The Health and Welfare Ministry on Wednesday urged a university professor sitting on the committee that formulates National Dentistry Examination questions to refrain from attending today's committee meeting due to suspicions he had earlier leaked questions.

It was discovered Sunday and confirmed Monday that one question used in the March national exam was similar to a problem in the graduation exams held in January and February for the dentistry department at Ohu University, a private university in Koriyama, Fukushima Prefecture.

Sources close to the health ministry said the committee member in question is a professor at a different university. He has so far denied involvement in the scandal.

However, the Ohu University professor who formulated the school's test identified the committee member as one of two professors who leaked the information to him. The two were members of the committee preparing the March exam, and one of them is still a member of the panel, whose 73 members are currently working on questions for next year's test.

Ministry officials said it would be appropriate for the professor in question to refrain from committee activities given the gravity of the situation.

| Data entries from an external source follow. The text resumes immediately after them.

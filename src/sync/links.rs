//! Document lookup for `((name))` link tokens.

use std::collections::HashMap;
use std::sync::Mutex;

use tracing::{debug, info};

use crate::error::Result;
use crate::siyuan::SiyuanApi;

use super::transform::LinkResolver;

/// Quote a value for a SiYuan SQL string literal.
#[must_use]
pub fn sql_quote(value: &str) -> String {
    format!("'{}'", value.replace('\'', "''"))
}

/// Statement finding a document by exact title inside a notebook.
#[must_use]
pub fn document_by_title_query(notebook: &str, title: &str) -> String {
    format!(
        "SELECT id FROM blocks WHERE type='d' AND box={} AND content={} LIMIT 1",
        sql_quote(notebook),
        sql_quote(title)
    )
}

/// Resolves link names against SiYuan, creating missing documents under
/// the configured subject path.
///
/// Lookups are cached for the lifetime of the resolver, so a name that
/// appears in several memos of one run costs one query.
pub struct StoreLinkResolver<'a, S: SiyuanApi> {
    store: &'a S,
    notebook: &'a str,
    subject_path: String,
    cache: Mutex<HashMap<String, String>>,
}

impl<'a, S: SiyuanApi> StoreLinkResolver<'a, S> {
    #[must_use]
    pub fn new(store: &'a S, notebook: &'a str, subject_path: &str) -> Self {
        Self {
            store,
            notebook,
            subject_path: subject_path.trim().trim_end_matches('/').to_string(),
            cache: Mutex::new(HashMap::new()),
        }
    }

    fn cached(&self, name: &str) -> Option<String> {
        self.cache
            .lock()
            .ok()
            .and_then(|cache| cache.get(name).cloned())
    }

    fn remember(&self, name: &str, id: &str) {
        if let Ok(mut cache) = self.cache.lock() {
            cache.insert(name.to_string(), id.to_string());
        }
    }
}

impl<S: SiyuanApi> LinkResolver for StoreLinkResolver<'_, S> {
    async fn resolve_document(&self, name: &str) -> Result<String> {
        if let Some(id) = self.cached(name) {
            return Ok(id);
        }

        let rows = self
            .store
            .query_sql(&document_by_title_query(self.notebook, name))
            .await?;
        let existing = rows
            .first()
            .and_then(|row| row.get("id"))
            .and_then(|id| id.as_str())
            .map(str::to_string);

        let id = if let Some(id) = existing {
            debug!(name, id = %id, "Linked document found");
            id
        } else {
            let hpath = format!("{}/{name}", self.subject_path);
            let id = self.store.create_doc_with_md(self.notebook, &hpath, "").await?;
            info!(name, hpath = %hpath, id = %id, "Created linked document");
            id
        };

        self.remember(name, &id);
        Ok(id)
    }
}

In addition, a separate Ohu University professor who is also a committee member was called on to refrain from taking part in panel activities, given the fact that the professor teaches at the scandal-tainted university.

Earlier Wednesday, the dean of Ohu University formally acknowledged that a question in the March national exam was leaked to students by a professor and apologized for the scandal.

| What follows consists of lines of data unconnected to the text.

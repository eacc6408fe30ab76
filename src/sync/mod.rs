//! Incremental Memos → SiYuan sync engine.
//!
//! Stages, leaves first:
//!
//! - **Resource** ([`resource`]): attachment → markdown link + asset path
//! - **Transform** ([`transform`], [`links`]): tag closing, parent-tag
//!   prefixing, `((name))` link resolution
//! - **Normalize** ([`normalize`]): one [`NormalizedMemo`](crate::model::NormalizedMemo) per memo
//! - **Detect** ([`detect`], [`checkpoint`]): paged fetch, add/stale split
//! - **Write** ([`writer`], [`block_map`]): delete stale blocks, write
//!   blocks or pages, link relations, tag blocks with `custom-memo-id`
//! - **Orchestrate** ([`orchestrator`]): lock, run the stages in order,
//!   persist the checkpoint
//!
//! # Example
//!
//! ```ignore
//! use memos_sync::sync::{RunOptions, SyncContext, SyncLock};
//!
//! let lock = SyncLock::new();
//! let mut ctx = SyncContext::new(config, &memos, &siyuan, &siyuan, &lock, now);
//! let outcome = ctx.run(&config_store, RunOptions::default()).await?;
//! ```

pub mod block_map;
pub mod checkpoint;
pub mod detect;
pub mod download;
pub mod links;
pub mod normalize;
pub mod notify;
pub mod orchestrator;
pub mod report;
pub mod resource;
pub mod transform;
pub mod writer;

#[cfg(test)]
pub(crate) mod fake;

pub use block_map::{BlockIdMap, MEMO_ID_ATTR};
pub use checkpoint::Checkpoint;
pub use detect::{PAGE_SIZE, detect_changes};
pub use links::StoreLinkResolver;
pub use normalize::{NormalizedBatch, Normalizer, dedup_relations};
pub use notify::{LogNotifier, Notifier};
pub use orchestrator::{RunOptions, SyncContext, SyncLock, SyncOutcome, SyncPhase, SyncPreview};
pub use report::{FailureStage, ItemFailure, SyncReport, WriteReport};
pub use resource::{ResourceOptions, resolve_resource};
pub use transform::{ContentTransformer, LinkResolver, TagOptions};
pub use writer::Writer;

"I deeply regret that we have tarnished the authority of the national exam and betrayed the trust of examinees and the general public," Dean Kakuitsu Shoji told a news conference.

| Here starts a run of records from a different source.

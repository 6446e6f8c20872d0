use leechup::config::{AnimationMode, ColorMode, Config};
use leechup::presentation::ColorWhen;

use crate::ui::terminal::{detect_capabilities, TerminalCapabilities};

/// Resolved output settings for one invocation.
#[derive(Debug, Clone, Copy, PartialEq, Eq)]
pub struct UiContext {
    pub verbose: u8,
    pub color: bool,
    pub unicode: bool,
    pub animation: bool,
}

impl UiContext {
    pub fn new(
        verbose: u8,
        cli_color: Option<ColorWhen>,
        cli_no_animation: bool,
        config: &Config,
    ) -> Self {
        let caps = detect_capabilities();
        Self::from_caps(verbose, cli_color, cli_no_animation, config, caps)
    }

    pub(crate) fn from_caps(
        verbose: u8,
        cli_color: Option<ColorWhen>,
        cli_no_animation: bool,
        config: &Config,
        caps: TerminalCapabilities,
    ) -> Self {
        let unicode = config.output.unicode && caps.supports_unicode;

        let color = match cli_color {
            Some(ColorWhen::Never) => false,
            Some(ColorWhen::Always) => true,
            Some(ColorWhen::Auto) | None => match config.output.color {
                ColorMode::Never => false,
                ColorMode::Always => true,
                ColorMode::Auto => caps.supports_color && !caps.is_ci,
            },
        };

        let animation = if cli_no_animation || caps.is_ci {
            false
        } else {
            match config.output.animation {
                AnimationMode::Never => false,
                AnimationMode::Always => true,
                AnimationMode::Auto => caps.is_tty,
            }
        };

        Self {
            verbose,
            color,
            unicode,
            animation,
        }
    }
}

#[cfg(test)]
impl UiContext {
    /// No color, ASCII glyphs, no spinner.
    pub(crate) fn plain(verbose: u8) -> Self {
        Self {
            verbose,
            color: false,
            unicode: false,
            animation: false,
        }
    }
}
//! Environment variable validation with helpful error messages
//!
//! Invalid values produce a warning (with a typo suggestion when the variable
//! takes one of a fixed set of values) and fall back to the current setting.

use std::io::Write;

/// Validator for environment variable values
pub struct EnvVarValidator<'a> {
    var_name: &'a str,
    valid_values: &'a [&'a str],
}

impl<'a> EnvVarValidator<'a> {
    /// Validator for a variable restricted to `valid_values`
    pub fn new(var_name: &'a str, valid_values: &'a [&'a str]) -> Self {
        Self {
            var_name,
            valid_values,
        }
    }

    /// Validator for a free-form integer variable
    pub fn integer(var_name: &'a str) -> Self {
        Self::new(var_name, &[])
    }

    /// Parse a value, returning `fallback` if invalid (warning on stderr)
    pub fn parse<T, F>(&self, value: &str, parser: F, fallback: T) -> T
    where
        F: Fn(&str) -> Option<T>,
    {
        self.parse_with_writer(value, parser, fallback, &mut std::io::stderr())
    }

    /// Parse with a custom writer (for testing)
    pub fn parse_with_writer<T, F, W>(
        &self,
        value: &str,
        parser: F,
        fallback: T,
        writer: &mut W,
    ) -> T
    where
        F: Fn(&str) -> Option<T>,
        W: Write,
    {
        match parser(value) {
            Some(parsed) => parsed,
            None => {
                let _ = writeln!(
                    writer,
                    "Warning: Invalid {} value '{}'{}",
                    self.var_name,
                    value,
                    self.suggest(value)
                );
                if self.valid_values.is_empty() {
                    let _ = writeln!(writer, "Expected an integer");
                } else {
                    let _ = writeln!(writer, "Valid values: {}", self.valid_values.join(", "));
                }
                fallback
            }
        }
    }

    fn suggest(&self, value: &str) -> String {
        match closest(&value.to_lowercase(), self.valid_values) {
            Some(suggested) => format!(". Did you mean '{}'?", suggested),
            None => String::new(),
        }
    }
}

/// Closest candidate within two edits, excluding exact matches.
pub fn closest<'c>(input: &str, candidates: &[&'c str]) -> Option<&'c str> {
    let mut best: Option<(&str, usize)> = None;
    for &candidate in candidates {
        let dist = levenshtein(input, candidate);
        match best {
            Some((_, best_dist)) if dist >= best_dist => {}
            _ => best = Some((candidate, dist)),
        }
    }

    match best {
        Some((candidate, dist)) if dist <= 2 && dist > 0 => Some(candidate),
        _ => None,
    }
}

/// Simple Levenshtein distance for typo detection
pub fn levenshtein(a: &str, b: &str) -> usize {
    if a == b {
        return 0;
    }

    let a: Vec<char> = a.chars().collect();
    let b: Vec<char> = b.chars().collect();

    if a.is_empty() {
        return b.len();
    }
    if b.is_empty() {
        return a.len();
    }

    let mut prev_row: Vec<usize> = (0..=b.len()).collect();
    let mut curr_row: Vec<usize> = vec![0; b.len() + 1];

    for (i, a_char) in a.iter().enumerate() {
        curr_row[0] = i + 1;
        for (j, b_char) in b.iter().enumerate() {
            let cost = usize::from(a_char != b_char);
            curr_row[j + 1] = (prev_row[j + 1] + 1)
                .min(curr_row[j] + 1)
                .min(prev_row[j] + cost);
        }
        std::mem::swap(&mut prev_row, &mut curr_row);
    }

    prev_row[b.len()]
}

/// Parse a boolean-ish flag value (`1`, `true`, `yes`, `on`, and their negations).
pub fn parse_flag(value: &str) -> Option<bool> {
    match value.trim().to_lowercase().as_str() {
        "1" | "true" | "yes" | "on" => Some(true),
        "0" | "false" | "no" | "off" => Some(false),
        _ => None,
    }
}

The university said it would conduct an internal investigation to uncover the facts surrounding the leak.

University officials refused to answer media questions and left the room where the press conference was held.

When the ministry asked the university in June to submit a copy of the graduation exams after getting a tip of the suspected leak, the university submitted one in which the question was deleted in an apparent effort to cover up the leak.

But the university later told the ministry that a professor who was in charge of holding the graduation exams confessed he had obtained the content of the question from two professors at two different universities.

According to university professors, a meeting of the professors of the dentistry faculty was held ahead of Wednesday's press conference, in which senior university officials explained that the leak did not appear to be systematic.